*REQUIRED WORK:* Working from the entries that follow, retype each one without any alteration.
RECORDS FOR THIS TASK section start
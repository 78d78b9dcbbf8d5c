//! Article listings as returned by `GET /articles/<id>`

use crate::config::CountrySelection;
use crate::utils::round2;
use serde::Deserialize;

#[derive(Debug, Deserialize, Clone, PartialEq)]
pub struct Address {
    pub country: String,
}

#[derive(Debug, Deserialize, Clone, PartialEq)]
pub struct Seller {
    pub address: Address,
}

/// A single seller's offer for a product
#[derive(Debug, Deserialize, Clone, PartialEq)]
pub struct Listing {
    pub price: f64,
    pub seller: Seller,
}

impl Listing {
    pub fn new(price: f64, country: &str) -> Self {
        Self {
            price,
            seller: Seller {
                address: Address {
                    country: country.to_string(),
                },
            },
        }
    }

    pub fn country(&self) -> &str {
        &self.seller.address.country
    }
}

#[derive(Debug, Deserialize)]
struct ArticleResponse {
    article: Vec<Listing>,
}

/// Parses a response body; `None` when the body is empty or not an article list
pub fn parse_listings(body: &str) -> Option<Vec<Listing>> {
    match serde_json::from_str::<ArticleResponse>(body) {
        Ok(response) => Some(response.article),
        Err(e) => {
            log::debug!("Unreadable article response: {}", e);
            None
        }
    }
}

/// Lowest price among listings accepted by `selection`, rounded to cents
pub fn lowest_price(listings: &[Listing], selection: &CountrySelection) -> Option<f64> {
    listings
        .iter()
        .filter(|l| selection.accepts(l.country()))
        .map(|l| l.price)
        .filter(|p| p.is_finite())
        .min_by(|a, b| a.total_cmp(b))
        .map(round2)
}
RECORDS FOR THIS TASK section end
*RESPONSE TO THIS EXERCISE:*
repository 78d78b9dcbbf8d5c
//! Article listings as returned by `GET /articles/<id>`

use crate::config::CountrySelection;
use crate::utils::round2;
use serde::Deserialize;

#[derive(Debug, Deserialize, Clone, PartialEq)]
pub struct Address {
    pub country: String,
}

#[derive(Debug, Deserialize, Clone, PartialEq)]
pub struct Seller {
    pub address: Address,
}

/// A single seller's offer for a product
#[derive(Debug, Deserialize, Clone, PartialEq)]
pub struct Listing {
    pub price: f64,
    pub seller: Seller,
}

impl Listing {
    pub fn new(price: f64, country: &str) -> Self {
        Self {
            price,
            seller: Seller {
                address: Address {
                    country: country.to_string(),
                },
            },
        }
    }

    pub fn country(&self) -> &str {
        &self.seller.address.country
    }
}

#[derive(Debug, Deserialize)]
struct ArticleResponse {
    article: Vec<Listing>,
}

/// Parses a response body; `None` when the body is empty or not an article list
pub fn parse_listings(body: &str) -> Option<Vec<Listing>> {
    match serde_json::from_str::<ArticleResponse>(body) {
        Ok(response) => Some(response.article),
        Err(e) => {
            log::debug!("Unreadable article response: {}", e);
            None
        }
    }
}

/// Lowest price among listings accepted by `selection`, rounded to cents
pub fn lowest_price(listings: &[Listing], selection: &CountrySelection) -> Option<f64> {
    listings
        .iter()
        .filter(|l| selection.accepts(l.country()))
        .map(|l| l.price)
        .filter(|p| p.is_finite())
        .min_by(|a, b| a.total_cmp(b))
        .map(round2)
}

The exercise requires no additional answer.